I gave Mercedes a small little half smile, to let her know I wasn't just brushing her off. Well, I was, but it's not personal. I really don't have time.

I barely make it to glee club anymore, and really, that's just because it would be more stress not to go. I make an appearance twice or three times a week, and it keeps the glee kids off my back.

I don't sing anymore, though. They somehow got themselves through regionals – I really don't know how, because they didn't have me, Santana, or Kurt – and were preparing for nationals in New York.

I can't bring myself to think about preforming. I'm not going to say that the idea is traumatic for me or anything, but let's be honest. Last year, I went into labor at regionals. This year, our sectionals with the Atherton show choir ended in Santana going into some kind of emotional coma for weeks.

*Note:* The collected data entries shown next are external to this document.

// Licensed under the Apache-2.0 license

use core::mem::size_of;
use zerocopy::{FromBytes, Immutable, IntoBytes, KnownLayout};

pub const MD5_DIGEST_SIZE: u32 = 16;
pub const AES_BLOCK_SIZE: u32 = 16;
pub const BLOWFISH_BLOCK_SIZE: u32 = 8;
pub const TWOFISH_BLOCK_SIZE: u32 = 16;

/// Default number of slots in each mailbox ring.
pub const DEFAULT_QUEUE_SIZE: u64 = 512;

#[derive(Debug, Clone, Copy, PartialEq, Eq)]
pub struct CommandCode(pub u32);

impl CommandCode {
    pub const REQUEST: Self = Self(0);
}

impl From<CommandCode> for u32 {
    fn from(code: CommandCode) -> Self {
        code.0
    }
}

/// Command ring entry.
#[repr(C)]
#[derive(Debug, Default, Clone, Copy, IntoBytes, FromBytes, Immutable, KnownLayout, PartialEq, Eq)]
pub struct MailboxCmd {
    pub seq: u64,
    pub code: u32,
    /// DRAM offset of the payload
    pub dma_addr: u32,
    pub dma_size: u32,
    pub reserved: u32,
}

/// Response ring entry.
#[repr(C)]
#[derive(Debug, Default, Clone, Copy, IntoBytes, FromBytes, Immutable, KnownLayout, PartialEq, Eq)]
pub struct MailboxRsp {
    pub seq: u64,
    pub retval: i64,
}

pub const MAILBOX_CMD_SIZE: usize = size_of::<MailboxCmd>();
pub const MAILBOX_RSP_SIZE: usize = size_of::<MailboxRsp>();
const _: () = assert!(MAILBOX_CMD_SIZE == 24);
const _: () = assert!(MAILBOX_RSP_SIZE == 16);

/// Crypto request carried as the payload of a [`CommandCode::REQUEST`].
///
/// Buffer fields are DRAM offsets. `out_size` is replaced with the number of
/// bytes produced once the request completes.
#[repr(C)]
#[derive(Debug, Default, Clone, Copy, IntoBytes, FromBytes, Immutable, KnownLayout, PartialEq, Eq)]
pub struct ChaosRequest {
    pub algo: u32,
    pub input: u32,
    pub in_size: u32,
    pub key: u32,
    pub key_size: u32,
    pub output: u32,
    pub out_size: u32,
}

pub const CHAOS_REQUEST_SIZE: usize = size_of::<ChaosRequest>();
const _: () = assert!(CHAOS_REQUEST_SIZE == 28);

#[derive(Debug, Clone, Copy, PartialEq, Eq, Hash)]
#[repr(u32)]
pub enum Algorithm {
    /// Copies input to output; for testing.
    Echo = 0,
    Md5 = 1,
    AesEnc = 2,
    AesDec = 3,
    Rc4Enc = 4,
    Rc4Dec = 5,
    BlowfishEnc = 6,
    BlowfishDec = 7,
    TwofishEnc = 8,
    TwofishDec = 9,
}

/// How the firmware drives an algorithm.
#[derive(Debug, Clone, Copy, PartialEq, Eq)]
pub enum AlgorithmKind {
    Copy,
    Digest { size: u32 },
    Stream,
    Block { block_size: u32, encrypt: bool },
}

impl Algorithm {
    pub const ALL: [Algorithm; 10] = [
        Algorithm::Echo,
        Algorithm::Md5,
        Algorithm::AesEnc,
        Algorithm::AesDec,
        Algorithm::Rc4Enc,
        Algorithm::Rc4Dec,
        Algorithm::BlowfishEnc,
        Algorithm::BlowfishDec,
        Algorithm::TwofishEnc,
        Algorithm::TwofishDec,
    ];

    pub fn kind(self) -> AlgorithmKind {
        match self {
            Algorithm::Echo => AlgorithmKind::Copy,
            Algorithm::Md5 => AlgorithmKind::Digest {
                size: MD5_DIGEST_SIZE,
            },
            Algorithm::Rc4Enc | Algorithm::Rc4Dec => AlgorithmKind::Stream,
            Algorithm::AesEnc => AlgorithmKind::Block {
                block_size: AES_BLOCK_SIZE,
                encrypt: true,
            },
            Algorithm::AesDec => AlgorithmKind::Block {
                block_size: AES_BLOCK_SIZE,
                encrypt: false,
            },
            Algorithm::BlowfishEnc => AlgorithmKind::Block {
                block_size: BLOWFISH_BLOCK_SIZE,
                encrypt: true,
            },
            Algorithm::BlowfishDec => AlgorithmKind::Block {
                block_size: BLOWFISH_BLOCK_SIZE,
                encrypt: false,
            },
            Algorithm::TwofishEnc => AlgorithmKind::Block {
                block_size: TWOFISH_BLOCK_SIZE,
                encrypt: true,
            },
            Algorithm::TwofishDec => AlgorithmKind::Block {
                block_size: TWOFISH_BLOCK_SIZE,
                encrypt: false,
            },
        }
    }
}

impl Algorithm {
    /// Whether the capability reads the key buffer
    pub fn uses_key(self) -> bool {
        matches!(
            self.kind(),
            AlgorithmKind::Stream | AlgorithmKind::Block { .. }
        )
    }
}

impl TryFrom<u32> for Algorithm {
    type Error = u32;

    fn try_from(value: u32) -> Result<Self, u32> {
        Algorithm::ALL
            .iter()
            .copied()
            .find(|algo| *algo as u32 == value)
            .ok_or(value)
    }
}

impl From<Algorithm> for u32 {
    fn from(algo: Algorithm) -> Self {
        algo as u32
    }
}

/// A `(pointer, length)` pair packed into one syscall argument as
/// `addr << 32 | len`.
#[derive(Debug, Default, Clone, Copy, PartialEq, Eq)]
pub struct PackedBuf {
    pub addr: u32,
    pub len: u32,
}

impl PackedBuf {
    pub fn new(addr: u32, len: u32) -> Self {
        Self { addr, len }
    }

    pub fn pack(self) -> u64 {
        ((self.addr as u64) << 32) | self.len as u64
    }

    pub fn unpack(raw: u64) -> Self {
        Self {
            addr: (raw >> 32) as u32,
            len: raw as u32,
        }
    }
}
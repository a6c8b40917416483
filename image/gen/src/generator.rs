/*++

Licensed under the Apache-2.0 license.

File Name:

   generator.rs

Abstract:

    Firmware image generator

--*/
use anyhow::bail;
use chaos_image_types::{encode_image, MAX_KEY_BYTE_SIZE, SHA256_DIGEST_BYTE_SIZE};

use crate::*;

/// Image generator
pub struct ImageGenerator<Crypto: ImageGeneratorCrypto> {
    crypto: Crypto,
}

impl<Crypto: ImageGeneratorCrypto> ImageGenerator<Crypto> {
    /// Create an instance `ImageGenerator`
    pub fn new(crypto: Crypto) -> Self {
        Self { crypto }
    }

    /// Generate a signed image
    ///
    /// # Arguments
    ///
    /// * `key` - Signing key; its modulus is embedded as the image key
    /// * `code` - Executable content
    ///
    /// # Returns
    ///
    /// * `Vec<u8>` - Serialized image
    pub fn generate(&self, key: &RsaSigningKey, code: &[u8]) -> anyhow::Result<Vec<u8>> {
        if key.modulus.len() > MAX_KEY_BYTE_SIZE {
            bail!("Key larger than {MAX_KEY_BYTE_SIZE} bytes");
        }
        if key.modulus.len() < SHA256_DIGEST_BYTE_SIZE {
            bail!("Key smaller than the {SHA256_DIGEST_BYTE_SIZE} byte digest");
        }
        if code.is_empty() {
            bail!("Image has no code");
        }

        let digest = self.crypto.sha256_digest(code)?;
        let signature = self.crypto.rsa_sign(&digest, key)?;
        if signature.len() != key.modulus.len() {
            bail!(
                "Signature is {} bytes, expected {}",
                signature.len(),
                key.modulus.len()
            );
        }

        encode_image(&key.modulus, &signature, code)
            .map_err(|err| anyhow::anyhow!("Failed to encode image: {err}"))
    }
}
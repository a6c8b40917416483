/*++

Licensed under the Apache-2.0 license.

File Name:

    syscalls.rs

Abstract:

    File contains the crypto capability as seen from the firmware.

--*/

use chaos_api::errno;
use chaos_api::{Algorithm, PackedBuf};
use chaos_emu_bus::{Bus, MemoryView};
use chaos_emu_crypto::CryptoBackend;

/// The one capability the firmware is allowed to use
pub trait Syscalls {
    /// Run `algo` over `input` and `key`, writing into `output`
    ///
    /// # Arguments
    ///
    /// * `algo` - Raw algorithm code
    /// * `input` - Input buffer
    /// * `key` - Key buffer
    /// * `output` - Output buffer
    ///
    /// # Returns
    ///
    /// * `i64` - Bytes produced, or a negative errno
    fn crypto(&self, algo: u32, input: PackedBuf, key: PackedBuf, output: PackedBuf) -> i64;
}

impl<T: Syscalls + ?Sized> Syscalls for &T {
    fn crypto(&self, algo: u32, input: PackedBuf, key: PackedBuf, output: PackedBuf) -> i64 {
        (**self).crypto(algo, input, key, output)
    }
}

/// Issues the capability with the `syscall` instruction; the sandbox
/// emulates it.
#[cfg(all(target_os = "linux", target_arch = "x86_64"))]
#[derive(Debug, Default, Clone, Copy)]
pub struct RawSyscalls;

#[cfg(all(target_os = "linux", target_arch = "x86_64"))]
impl Syscalls for RawSyscalls {
    fn crypto(&self, algo: u32, input: PackedBuf, key: PackedBuf, output: PackedBuf) -> i64 {
        let ret: i64;
        // SAFETY: the call takes register arguments only. The tracer may
        // write the output buffer, which the compiler already assumes since
        // the block is not marked `nomem`.
        unsafe {
            core::arch::asm!(
                "syscall",
                inlateout("rax") chaos_api::syscall::SYS_CHAOS_CRYPTO as i64 => ret,
                in("rdi") algo as u64,
                in("rsi") input.pack(),
                in("rdx") key.pack(),
                in("r10") output.pack(),
                lateout("rcx") _,
                lateout("r11") _,
                options(nostack),
            );
        }
        ret
    }
}

/// Terminate the firmware with `code`
#[cfg(all(target_os = "linux", target_arch = "x86_64"))]
pub fn sys_exit(code: i64) -> ! {
    // SAFETY: exit does not return and touches no memory.
    unsafe {
        core::arch::asm!(
            "syscall",
            in("rax") chaos_api::syscall::SYS_EXIT,
            in("rdi") code,
            options(noreturn, nostack),
        );
    }
}

/// Services the capability directly against a DRAM view, for running the
/// firmware logic without a sandbox.
pub struct InProcessSyscalls<'a, C: CryptoBackend> {
    dram: MemoryView<'a>,
    base: usize,
    backend: C,
}

impl<'a, C: CryptoBackend> InProcessSyscalls<'a, C> {
    /// Create an instance
    ///
    /// # Arguments
    ///
    /// * `dram` - DRAM region
    /// * `base` - Address the firmware uses for DRAM offset 0
    /// * `backend` - Crypto implementation
    pub fn new(dram: MemoryView<'a>, base: usize, backend: C) -> Self {
        Self {
            dram,
            base,
            backend,
        }
    }

    fn offset(&self, addr: u32, len: usize) -> Option<usize> {
        let offset = (addr as usize).checked_sub(self.base)?;
        self.dram.contains(offset, len).then_some(offset)
    }

    // Empty transfers are refused, as in the sandbox
    fn load(&self, buf: PackedBuf) -> Option<Vec<u8>> {
        if buf.len == 0 {
            return None;
        }
        let mut data = vec![0u8; buf.len as usize];
        let offset = self.offset(buf.addr, data.len())?;
        self.dram.read_bytes(offset, &mut data).ok()?;
        Some(data)
    }

    fn store(&self, addr: u32, data: &[u8]) -> Option<()> {
        let offset = self.offset(addr, data.len())?;
        self.dram.write_bytes(offset, data).ok()
    }
}

impl<C: CryptoBackend> Syscalls for InProcessSyscalls<'_, C> {
    fn crypto(&self, algo: u32, input: PackedBuf, key: PackedBuf, output: PackedBuf) -> i64 {
        let Ok(algo) = Algorithm::try_from(algo) else {
            return -errno::ENOSYS;
        };
        let Some(input_data) = self.load(input) else {
            return -errno::EFAULT;
        };
        let key_data = if algo.uses_key() {
            match self.load(key) {
                Some(data) => data,
                None => return -errno::EFAULT,
            }
        } else {
            Vec::new()
        };
        let out = match self.backend.transform(algo, &input_data, &key_data) {
            Ok(out) => out,
            Err(err) => {
                log::debug!("in-process {algo:?} failed: {err}");
                return -errno::EINVAL;
            }
        };
        if out.len() > output.len as usize {
            return -errno::EOVERFLOW;
        }
        if self.store(output.addr, &out).is_none() {
            return -errno::EFAULT;
        }
        out.len() as i64
    }
}
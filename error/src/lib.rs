/*++

Licensed under the Apache-2.0 license.

File Name:

    lib.rs

Abstract:

    File contains API and macros used by the accelerator crates for error
    handling.

--*/
#![cfg_attr(not(feature = "std"), no_std)]
use core::convert::From;
use core::fmt;
use core::num::{NonZeroU32, TryFromIntError};

/// Accelerator Error Type
/// Derives debug, copy, clone, eq, and partial eq
#[derive(Debug, Copy, Clone, Eq, PartialEq, Hash)]
pub struct ChaosError(pub NonZeroU32);

/// Macro to define error constants ensuring uniqueness
///
/// This macro takes a list of (name, value, doc) tuples and generates
/// constant definitions for each error code.
#[macro_export]
macro_rules! define_error_constants {
    ($(($name:ident, $value:expr, $doc:expr)),* $(,)?) => {
        $(
            #[doc = $doc]
            pub const $name: ChaosError = ChaosError::new_const($value);
        )*

        /// Returns the name of a known error code
        pub fn name(&self) -> Option<&'static str> {
            let val = self.0.get();
            $(
                if val == $value {
                    return Some(stringify!($name));
                }
            )*
            None
        }

        #[cfg(test)]
        /// Returns a vector of all defined error constants for testing uniqueness
        pub fn all_constants() -> Vec<(&'static str, u32)> {
            vec![
                $(
                    (stringify!($name), $value),
                )*
            ]
        }
    };
}

impl ChaosError {
    /// Create an error; intended to only be used from const contexts, as we don't want
    /// runtime panics if val is zero. The preferred way to get a ChaosError from a u32 is to
    /// use `ChaosError::try_from()` from the `TryFrom` trait impl.
    const fn new_const(val: u32) -> Self {
        match NonZeroU32::new(val) {
            Some(val) => Self(val),
            None => panic!("ChaosError cannot be 0"),
        }
    }

    define_error_constants![
        (
            DRIVER_DRAM_INVALID_SIZE,
            0x0001_0001,
            "DRAM Error: Zero sized allocation"
        ),
        (
            DRIVER_DRAM_NO_SPACE,
            0x0001_0002,
            "DRAM Error: No free range large enough"
        ),
        (
            DRIVER_DRAM_INVALID_FREE,
            0x0001_0003,
            "DRAM Error: Released range was not allocated from this pool"
        ),
        (
            DRIVER_MAILBOX_INVALID_CAPACITY,
            0x0002_0001,
            "Mailbox Error: Queue capacity is not a non-zero power of two"
        ),
        (
            DRIVER_MAILBOX_FW_LOAD_TIMEOUT,
            0x0002_0002,
            "Mailbox Error: Device did not report a firmware load status"
        ),
        (
            DRIVER_MAILBOX_FW_UNKNOWN_STATUS,
            0x0002_0003,
            "Mailbox Error: Firmware load status carries an unknown reason"
        ),
        (
            DRIVER_MAILBOX_IMAGE_TOO_LARGE,
            0x0002_0004,
            "Mailbox Error: Firmware image does not fit the register window"
        ),
        (
            CLIENT_BUFFER_EXISTS,
            0x0003_0001,
            "Client Error: A staging buffer is already allocated"
        ),
        (
            CLIENT_NO_BUFFER,
            0x0003_0002,
            "Client Error: No staging buffer allocated"
        ),
        (
            CLIENT_INVALID_SIZE,
            0x0003_0003,
            "Client Error: Zero sized staging buffer"
        ),
        (
            CLIENT_INVALID_OFFSET,
            0x0003_0004,
            "Client Error: Request offset outside of the staging buffer"
        ),
        (
            CLIENT_INVALID_MAPPING,
            0x0003_0005,
            "Client Error: Mapping outside of the staging buffer"
        ),
        (
            IMAGE_VERIFIER_INVALID_SIZE,
            0x0004_0001,
            "Image Verifier Error: Declared size does not match the image layout"
        ),
        (
            IMAGE_VERIFIER_KEY_REJECTED,
            0x0004_0002,
            "Image Verifier Error: Embedded key does not match the trust anchor"
        ),
        (
            IMAGE_VERIFIER_BAD_SIGNATURE,
            0x0004_0003,
            "Image Verifier Error: Signature does not match the code digest"
        ),
        (
            IMAGE_VERIFIER_RSA_FAILURE,
            0x0004_0004,
            "Image Verifier Error: Public key operation failed"
        ),
        (
            SANDBOX_BUFFER_INVALID_SIZE,
            0x0005_0001,
            "Sandbox Error: Transfer buffer size is zero or above the ceiling"
        ),
        (
            SANDBOX_TRANSFER_FAULT,
            0x0005_0002,
            "Sandbox Error: Memory transfer with the child failed"
        ),
        (
            SANDBOX_FORK_FAILED,
            0x0005_0003,
            "Sandbox Error: Unable to create the child context"
        ),
        (
            SANDBOX_ATTACH_FAILED,
            0x0005_0004,
            "Sandbox Error: Unable to attach to the child context"
        ),
        (
            SANDBOX_ARM_TIMEOUT,
            0x0005_0005,
            "Sandbox Error: Child did not install its syscall filter in time"
        ),
        (
            SANDBOX_WAIT_FAILED,
            0x0005_0006,
            "Sandbox Error: Waiting for the child failed"
        ),
        (
            SANDBOX_REGS_FAILED,
            0x0005_0007,
            "Sandbox Error: Reading or writing child registers failed"
        ),
        (
            SANDBOX_RESUME_FAILED,
            0x0005_0008,
            "Sandbox Error: Resuming the child failed"
        ),
        (
            SANDBOX_UNSUPPORTED_PLATFORM,
            0x0005_0009,
            "Sandbox Error: Process isolation is not available on this platform"
        ),
        (
            SANDBOX_REGION_MAP_FAILED,
            0x0005_000A,
            "Sandbox Error: Unable to map the execution or stack region"
        ),
        (
            SANDBOX_CODE_TOO_LARGE,
            0x0005_000B,
            "Sandbox Error: Code does not fit the execution region"
        ),
        (
            CRYPTO_UNKNOWN_ALGORITHM,
            0x0006_0001,
            "Crypto Error: Unknown algorithm"
        ),
        (
            CRYPTO_INVALID_KEY,
            0x0006_0002,
            "Crypto Error: Key length not supported by the algorithm"
        ),
        (
            CRYPTO_INVALID_BLOCK,
            0x0006_0003,
            "Crypto Error: Input is not exactly one cipher block"
        ),
        (
            CRYPTO_RSA_INVALID_MODULUS,
            0x0006_0004,
            "Crypto Error: RSA modulus is zero"
        ),
        (
            DEVICE_DRAM_NOT_ADDRESSABLE,
            0x0007_0001,
            "Device Error: DRAM does not lie below 4 GiB"
        ),
        (
            DEVICE_THREAD_SPAWN_FAILED,
            0x0007_0002,
            "Device Error: Unable to start the device thread"
        ),
        (
            DEVICE_NO_FIRMWARE,
            0x0007_0003,
            "Device Error: No verified firmware loaded"
        ),
        (
            BUS_LOAD_ACCESS_FAULT,
            0x0008_0001,
            "Bus Error: Read outside of the region"
        ),
        (
            BUS_STORE_ACCESS_FAULT,
            0x0008_0002,
            "Bus Error: Write outside of the region"
        ),
        (
            BUS_LOAD_ADDR_MISALIGNED,
            0x0008_0003,
            "Bus Error: Misaligned register read"
        ),
        (
            BUS_STORE_ADDR_MISALIGNED,
            0x0008_0004,
            "Bus Error: Misaligned register write"
        ),
        (
            BUS_MMAP_FAILED,
            0x0008_0005,
            "Bus Error: Unable to map shared memory"
        ),
        (
            FIRMWARE_INVALID_COMMAND,
            0x0009_0001,
            "Firmware Error: Unknown command code or payload size"
        ),
        (
            FIRMWARE_BUFFER_OUT_OF_BOUNDS,
            0x0009_0002,
            "Firmware Error: Request buffer outside of DRAM"
        ),
        (
            FIRMWARE_UNKNOWN_ALGORITHM,
            0x0009_0003,
            "Firmware Error: Unknown request algorithm"
        ),
    ];
}

impl fmt::Display for ChaosError {
    fn fmt(&self, f: &mut fmt::Formatter<'_>) -> fmt::Result {
        match self.name() {
            Some(name) => write!(f, "{name} (0x{:08x})", self.0.get()),
            None => write!(f, "0x{:08x}", self.0.get()),
        }
    }
}

#[cfg(feature = "std")]
impl std::error::Error for ChaosError {}

impl From<core::num::NonZeroU32> for crate::ChaosError {
    fn from(val: core::num::NonZeroU32) -> Self {
        crate::ChaosError(val)
    }
}

impl From<ChaosError> for core::num::NonZeroU32 {
    fn from(val: ChaosError) -> Self {
        val.0
    }
}

impl From<ChaosError> for u32 {
    fn from(val: ChaosError) -> Self {
        core::num::NonZeroU32::from(val).get()
    }
}

impl TryFrom<u32> for ChaosError {
    type Error = TryFromIntError;
    fn try_from(val: u32) -> Result<Self, TryFromIntError> {
        match NonZeroU32::try_from(val) {
            Ok(val) => Ok(ChaosError(val)),
            Err(err) => Err(err),
        }
    }
}

pub type ChaosResult<T> = Result<T, ChaosError>;

#[cfg(test)]
mod tests {
    use super::*;
    use std::collections::HashSet;

    #[test]
    fn test_try_from() {
        assert!(ChaosError::try_from(0).is_err());
        assert_eq!(
            Ok(ChaosError::DRIVER_DRAM_NO_SPACE),
            ChaosError::try_from(0x0001_0002)
        );
    }

    #[test]
    fn test_display_names_known_codes() {
        assert_eq!(
            ChaosError::CLIENT_BUFFER_EXISTS.to_string(),
            "CLIENT_BUFFER_EXISTS (0x00030001)"
        );
        let unknown = ChaosError::try_from(0xdead_0000).unwrap();
        assert_eq!(unknown.to_string(), "0xdead0000");
    }

    #[test]
    fn test_error_constants_uniqueness() {
        let constants = ChaosError::all_constants();
        let mut error_values = HashSet::new();
        let mut duplicates = Vec::new();

        for (name, value) in constants {
            if !error_values.insert(value) {
                duplicates.push((name, value));
            }
        }

        assert!(
            duplicates.is_empty(),
            "Found duplicate error codes: {:?}",
            duplicates
        );
    }
}
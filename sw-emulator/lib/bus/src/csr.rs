/*++

Licensed under the Apache-2.0 license.

File Name:

    csr.rs

Abstract:

    File contains the register block handle shared by the host driver and
    the device.

--*/

use crate::{Bus, MemoryView};
use chaos_api::csr::CSRS_SIZE;
use chaos_api::{Csr, IrqStatus};
use chaos_error::{ChaosError, ChaosResult};
use core::sync::atomic::{AtomicU64, Ordering};

/// Typed handle over the register file.
///
/// Reads use acquire ordering and writes use release ordering, so a cursor
/// update publishes every ring slot written before it.
#[derive(Clone, Copy)]
pub struct CsrBlock<'a> {
    regs: &'a [AtomicU64],
}

impl<'a> CsrBlock<'a> {
    /// Create a handle over the register file at the start of `mem`
    ///
    /// # Arguments
    ///
    /// * `mem` - Region holding the register file; must be 8-byte aligned
    pub fn new(mem: MemoryView<'a>) -> ChaosResult<Self> {
        if mem.len() < CSRS_SIZE {
            return Err(ChaosError::BUS_LOAD_ACCESS_FAULT);
        }
        if mem.base_addr() % core::mem::align_of::<AtomicU64>() != 0 {
            return Err(ChaosError::BUS_LOAD_ADDR_MISALIGNED);
        }
        // SAFETY: the region is at least CSRS_SIZE bytes, aligned, and lives
        // for 'a. AtomicU64 has the same layout as u64.
        let regs = unsafe {
            core::slice::from_raw_parts(
                mem.base_addr() as *const AtomicU64,
                CSRS_SIZE / core::mem::size_of::<u64>(),
            )
        };
        Ok(Self { regs })
    }

    #[inline]
    fn reg(&self, reg: Csr) -> &AtomicU64 {
        &self.regs[reg.offset() / core::mem::size_of::<u64>()]
    }

    #[inline]
    pub fn read(&self, reg: Csr) -> u64 {
        self.reg(reg).load(Ordering::Acquire)
    }

    #[inline]
    pub fn write(&self, reg: Csr, val: u64) {
        self.reg(reg).store(val, Ordering::Release)
    }

    pub fn irq_status(&self) -> IrqStatus {
        IrqStatus::from_bits_truncate(self.read(Csr::IrqStatus))
    }

    /// Latch interrupt causes (device side)
    pub fn raise_irq(&self, irq: IrqStatus) {
        self.reg(Csr::IrqStatus)
            .fetch_or(irq.bits(), Ordering::AcqRel);
    }

    /// Acknowledge interrupt causes (host side)
    pub fn clear_irq(&self, irq: IrqStatus) {
        self.write(Csr::ClearIrq, irq.bits());
        self.reg(Csr::IrqStatus)
            .fetch_and(!irq.bits(), Ordering::AcqRel);
    }
}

It also reminded me too much of her.

I walked to my first class and Mercedes drifted away.

I spend most of my days like this, now. Making superficial conversations with people that I used to care about, trying to figure out a way to get from one hour to the next. Evading the worried looks and platitudes, the whispers and the concern.

I was left pretty much in peace until lunch time. Then the only person at this school who seems determined to grind me down into nothingness found me.

"Teen Mom!"

I let out a resolute sigh and turned around to face her. I was clutching a lunch tray that had a sloppy serving of chicken and dumplings and a roll on a styrofoam platter.

"Coach." I tried to be polite, even though there wasn't any point. These exchanges were never pleasant.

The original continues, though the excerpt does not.